TCF7L2 polymorphisms, nut consumption, and the risk of metabolic syndrome: a prospective population based study

BACKGROUND: The aim of this study was to investigate whether two variants of the TCF7L2 (rs7903146 and rs12255372) modify the association between nut consumption and the risk of metabolic syndrome (MetS). Additionally, the modifying effect of weight change during follow-up on these associations was investigated. MATERIAL AND METHODS: We prospectively studied 1423 participants of the Tehran Lipid and Glucose study aged 19–74 years who were followed-up for dietary assessment using a validated, semi-quantitative food frequency questionnaire.
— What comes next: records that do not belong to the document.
use serde_json::json;
use wiremock::matchers::{body_json, method, path, query_param};
use wiremock::{Mock, MockServer, ResponseTemplate};

use shopadmin_cli::client::{ApiClient, DEFAULT_TIMEOUT};
use shopadmin_core::{Category, OrderStatus, PageRequest};

fn client(server: &MockServer) -> ApiClient {
    ApiClient::new(&format!("{}/api", server.uri()), DEFAULT_TIMEOUT).unwrap()
}

#[tokio::test]
async fn test_version_payload_is_unwrapped_from_envelope() {
    let server = MockServer::start().await;
    Mock::given(method("GET"))
        .and(path("/api/version/get/9"))
        .respond_with(ResponseTemplate::new(200).set_body_json(json!({
            "message": "ok",
            "data": {
                "id": 9,
                "productId": 2,
                "style": "Navy",
                "sold": 0,
                "stock": 3,
                "images": [],
                "sizes": [{"size": "M", "quantity": 3}]
            }
        })))
        .expect(1)
        .mount(&server)
        .await;

    let version = client(&server).get_version(9).await.unwrap();
    assert_eq!(version.style, "Navy");
    assert_eq!(version.total_quantity(), 3);
}

#[tokio::test]
async fn test_server_error_message_is_surfaced() {
    let server = MockServer::start().await;
    Mock::given(method("DELETE"))
        .and(path("/api/product/delete/3"))
        .respond_with(
            ResponseTemplate::new(409).set_body_json(json!({"message": "product has orders"})),
        )
        .mount(&server)
        .await;

    let err = client(&server).delete_product(3).await.unwrap_err();
    let text = err.to_string();
    assert!(text.contains("409"), "{text}");
    assert!(text.contains("product has orders"), "{text}");
}

#[tokio::test]
async fn test_non_json_error_body_is_reported_verbatim() {
    let server = MockServer::start().await;
    Mock::given(method("GET"))
        .and(path("/api/size/get-all"))
        .respond_with(ResponseTemplate::new(502).set_body_string("Bad Gateway"))
        .mount(&server)
        .await;

    let err = client(&server).list_sizes().await.unwrap_err();
    assert!(err.to_string().contains("Bad Gateway"));
}

#[tokio::test]
async fn test_find_product_pages_through_the_list() {
    let server = MockServer::start().await;
    Mock::given(method("GET"))
        .and(path("/api/product/get/"))
        .and(query_param("page", "1"))
        .and(query_param("limit", "2"))
        .respond_with(ResponseTemplate::new(200).set_body_json(json!({
            "data": {
                "products": [{"id": 1, "name": "Tee"}, {"id": 2, "name": "Polo"}],
                "totalPages": 2,
                "currentPage": 1
            }
        })))
        .expect(1)
        .mount(&server)
        .await;
    Mock::given(method("GET"))
        .and(path("/api/product/get/"))
        .and(query_param("page", "2"))
        .respond_with(ResponseTemplate::new(200).set_body_json(json!({
            "data": {
                "products": [{"id": 5, "name": "Hoodie", "category": ["Winter"]}],
                "totalPages": 2,
                "currentPage": 2
            }
        })))
        .expect(1)
        .mount(&server)
        .await;

    let client = client(&server);
    let product = client.find_product(5, 2).await.unwrap().unwrap();
    assert_eq!(product.name, "Hoodie");
    assert_eq!(product.category, vec!["Winter".to_string()]);
}

#[tokio::test]
async fn test_find_product_returns_none_after_last_page() {
    let server = MockServer::start().await;
    Mock::given(method("GET"))
        .and(path("/api/product/get/"))
        .respond_with(ResponseTemplate::new(200).set_body_json(json!({
            "data": {"products": [{"id": 1, "name": "Tee"}], "totalPages": 1, "currentPage": 1}
        })))
        .expect(1)
        .mount(&server)
        .await;

    assert!(client(&server).find_product(77, 8).await.unwrap().is_none());
}

#[tokio::test]
async fn test_orders_accept_total_page_spelling() {
    let server = MockServer::start().await;
    Mock::given(method("GET"))
        .and(path("/api/order/get-all-orders/"))
        .and(query_param("page", "1"))
        .and(query_param("limit", "4"))
        .respond_with(ResponseTemplate::new(200).set_body_json(json!({
            "data": {
                "orders": [{
                    "id": 12,
                    "userId": 4,
                    "userName": "Linh",
                    "status": "Pending",
                    "totalAmount": 450000.0,
                    "items": [{
                        "id": 1,
                        "orderId": 12,
                        "productVersionSizeId": 30,
                        "quantity": 2,
                        "price": 225000.0
                    }]
                }],
                "totalPage": 3
            }
        })))
        .mount(&server)
        .await;

    let orders = client(&server)
        .list_orders(PageRequest::new(1, 4))
        .await
        .unwrap();
    assert_eq!(orders.total_pages, 3);
    assert!(orders.has_next());
    assert_eq!(orders.items[0].status, OrderStatus::Pending);
    assert_eq!(orders.items[0].items_total(), 450000.0);
}

#[tokio::test]
async fn test_category_names_are_path_encoded() {
    let server = MockServer::start().await;
    Mock::given(method("PUT"))
        .and(path("/api/category/update/Summer%20Sale"))
        .and(body_json(json!({"name": "Summer"})))
        .respond_with(ResponseTemplate::new(200).set_body_json(json!({"message": "updated"})))
        .expect(1)
        .mount(&server)
        .await;

    client(&server)
        .update_category("Summer Sale", &json!({"name": "Summer"}))
        .await
        .unwrap();
}

#[tokio::test]
async fn test_create_category_posts_name_and_image() {
    let server = MockServer::start().await;
    Mock::given(method("POST"))
        .and(path("/api/category/create"))
        .and(body_json(json!({"name": "Shoes", "image": "/img/shoes.png"})))
        .respond_with(ResponseTemplate::new(201).set_body_json(json!({
            "data": {"name": "Shoes", "image": "/img/shoes.png"}
        })))
        .expect(1)
        .mount(&server)
        .await;

    let created = client(&server)
        .create_category(&Category::new("Shoes").with_image("/img/shoes.png"))
        .await
        .unwrap();
    assert_eq!(created.name, "Shoes");
}

#[tokio::test]
async fn test_create_version_sends_product_id_query() {
    let server = MockServer::start().await;
    Mock::given(method("POST"))
        .and(path("/api/version/create"))
        .and(query_param("productId", "2"))
        .respond_with(ResponseTemplate::new(200).set_body_json(json!({"data": {"id": 40}})))
        .expect(1)
        .mount(&server)
        .await;

    let created = client(&server)
        .create_version(2, &json!({"style": "Red", "sizes": []}))
        .await
        .unwrap();
    assert_eq!(created, json!({"id": 40}));
}

#[tokio::test]
async fn test_empty_success_body_is_null() {
    let server = MockServer::start().await;
    Mock::given(method("DELETE"))
        .and(path("/api/user/delete-user/8"))
        .respond_with(ResponseTemplate::new(204))
        .mount(&server)
        .await;

    let reply = client(&server).delete_user(8).await.unwrap();
    assert!(reply.is_null());
}

#[tokio::test]
async fn test_versions_of_product_read_from_versions_key() {
    let server = MockServer::start().await;
    Mock::given(method("GET"))
        .and(path("/api/version/get-all-version-of-product"))
        .and(query_param("productId", "2"))
        .respond_with(ResponseTemplate::new(200).set_body_json(json!({
            "data": {
                "versions": [
                    {
                        "id": 9,
                        "productId": 2,
                        "style": "Navy",
                        "stock": 5,
                        "images": ["/img/navy.png"],
                        "sizes": [{"size": "M", "quantity": 5}]
                    },
                    {"id": 10, "productId": 2, "style": "Sand", "sizes": []}
                ]
            }
        })))
        .expect(1)
        .mount(&server)
        .await;

    let versions = client(&server).versions_of_product(2).await.unwrap();
    assert_eq!(versions.len(), 2);
    assert_eq!(versions[0].style, "Navy");
    assert_eq!(versions[0].total_quantity(), 5);
    assert_eq!(versions[1].style, "Sand");
}

#[tokio::test]
async fn test_products_of_category_are_paged() {
    let server = MockServer::start().await;
    Mock::given(method("GET"))
        .and(path("/api/category/get-product-of-category"))
        .and(query_param("categoryName", "Summer Sale"))
        .and(query_param("page", "2"))
        .and(query_param("limit", "5"))
        .respond_with(ResponseTemplate::new(200).set_body_json(json!({
            "data": {
                "products": [{"id": 6, "name": "Linen Shorts", "category": ["Summer Sale"]}],
                "totalPages": 3
            }
        })))
        .expect(1)
        .mount(&server)
        .await;

    let products = client(&server)
        .products_of_category("Summer Sale", PageRequest::new(2, 5))
        .await
        .unwrap();
    assert_eq!(products.items[0].name, "Linen Shorts");
    assert_eq!(products.total_pages, 3);
    assert_eq!(products.current_page, 2);
    assert!(products.has_next());
}
use anyhow::Result;
use colored::Colorize;
use serde_json::{Map, Value};

use shopadmin_core::{Category, CategoryCatalog, CoreError};

use crate::cli::{
    CategoryCreateArgs, CategoryDeleteArgs, CategoryProductsArgs, CategoryUpdateArgs,
};
use crate::commands::{AppContext, confirm};
use crate::output::{print_categories, print_products, print_success, print_value};

async fn catalog(ctx: &AppContext) -> Result<CategoryCatalog> {
    let _loading = ctx.loading.begin("list categories");
    Ok(CategoryCatalog::new(ctx.client.list_categories().await?))
}

pub async fn list(ctx: &AppContext) -> Result<()> {
    let catalog = catalog(ctx).await?;
    print_categories(catalog.categories(), ctx.format)
}

pub async fn create(ctx: &AppContext, args: &CategoryCreateArgs) -> Result<()> {
    let name = args.name.trim();
    if name.is_empty() {
        return Err(CoreError::validation("category name is required").into());
    }
    let mut category = Category::new(name);
    if let Some(image) = &args.image {
        category = category.with_image(image.clone());
    }
    let catalog = catalog(ctx).await?;
    if catalog.contains(name) {
        anyhow::bail!("Category {name} already exists");
    }
    let created = ctx
        .track("create category", ctx.client.create_category(&category))
        .await?;
    print_success(&format!("Created category {}", created.name.cyan()));
    Ok(())
}

/// Body for a category update: only the fields being changed.
pub fn update_body(args: &CategoryUpdateArgs) -> Result<Value> {
    let mut body = Map::new();
    if let Some(rename) = &args.rename {
        let rename = rename.trim();
        if rename.is_empty() {
            return Err(CoreError::validation("category name is required").into());
        }
        if rename != args.name {
            body.insert("name".to_string(), Value::String(rename.to_string()));
        }
    }
    if let Some(image) = &args.image {
        body.insert("image".to_string(), Value::String(image.clone()));
    }
    Ok(Value::Object(body))
}

pub async fn update(ctx: &AppContext, args: &CategoryUpdateArgs) -> Result<()> {
    let body = update_body(args)?;
    if body.as_object().is_some_and(Map::is_empty) {
        print_success(&format!("No changes to category {}", args.name));
        return Ok(());
    }
    let catalog = catalog(ctx).await?;
    catalog.validate_selection(std::slice::from_ref(&args.name))?;
    let updated = ctx
        .track(
            "update category",
            ctx.client.update_category(&args.name, &body),
        )
        .await?;
    print_success(&format!("Updated category {}", args.name.cyan()));
    print_value(&updated)
}

pub async fn delete(ctx: &AppContext, args: &CategoryDeleteArgs) -> Result<()> {
    if !confirm(&format!("Delete category {}?", args.name), args.confirm.yes)? {
        println!("Aborted.");
        return Ok(());
    }
    ctx.track("delete category", ctx.client.delete_category(&args.name))
        .await?;
    print_success(&format!("Deleted category {}", args.name.cyan()));
    Ok(())
}

pub async fn products(ctx: &AppContext, args: &CategoryProductsArgs) -> Result<()> {
    let products = ctx
        .track(
            "list category products",
            ctx.client.products_of_category(&args.name, ctx.page(&args.page)),
        )
        .await?;
    print_products(&products, ctx.format)
}

#[cfg(test)]
mod tests {
    use super::*;
    use serde_json::json;

    fn args(rename: Option<&str>, image: Option<&str>) -> CategoryUpdateArgs {
        CategoryUpdateArgs {
            name: "Shirts".into(),
            rename: rename.map(str::to_string),
            image: image.map(str::to_string),
        }
    }

    #[test]
    fn update_body_carries_changed_fields_only() {
        assert_eq!(update_body(&args(None, None)).unwrap(), json!({}));
        assert_eq!(update_body(&args(Some("Shirts"), None)).unwrap(), json!({}));
        assert_eq!(
            update_body(&args(Some("Tops"), Some("/img/tops.png"))).unwrap(),
            json!({"name": "Tops", "image": "/img/tops.png"})
        );
        assert!(update_body(&args(Some("  "), None)).is_err());
    }
}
Multivariable-adjusted Cox regression was used to estimate hazard ratios (HRs) for MetS events. Genotyping was performed by Human Omni Express-24-v1-0 chip. RESULTS: Over a median 8.9 years of follow-up, 415 new cases of MetS were documented. The median nut consumption was 20.0 g/week (Interquartile Range (IQR): 8.6–38.9 g/week). Regarding the rs7903146 genotype, in carriers of T allele (CT + TT), highest tertile of nut consumption was associated with a reduced risk of MetS after adjusting for confounders (HR: 0.67 (0.50–0.91)). Regarding the rs12255372 genotype, highest versus lowest tertile of nut consumption in participants with T allele (GT + TT) resulted in 34% reduction of MetS risk after adjustment for confounders (HR: 0.66 (0.49–0.69)). After stratification by weigh change (< 7% or ≥ 7% weight gain), in individuals with ≥ 7% weight gain, highest tertile of nut consumption was associated with reduced risk of MetS among the risk allele of rs7903146. In the risk allele of rs12255372, among individuals with < 7% weight gain, third tertile of nuts intake reduced the risk of MetS, after adjustment for confounders. CONCLUSION: Higher consumption of nuts may reduces the risk of MetS in T-risk allele of the TCF7L2 rs7903146 and rs12255372 variants and weight change may modify this association.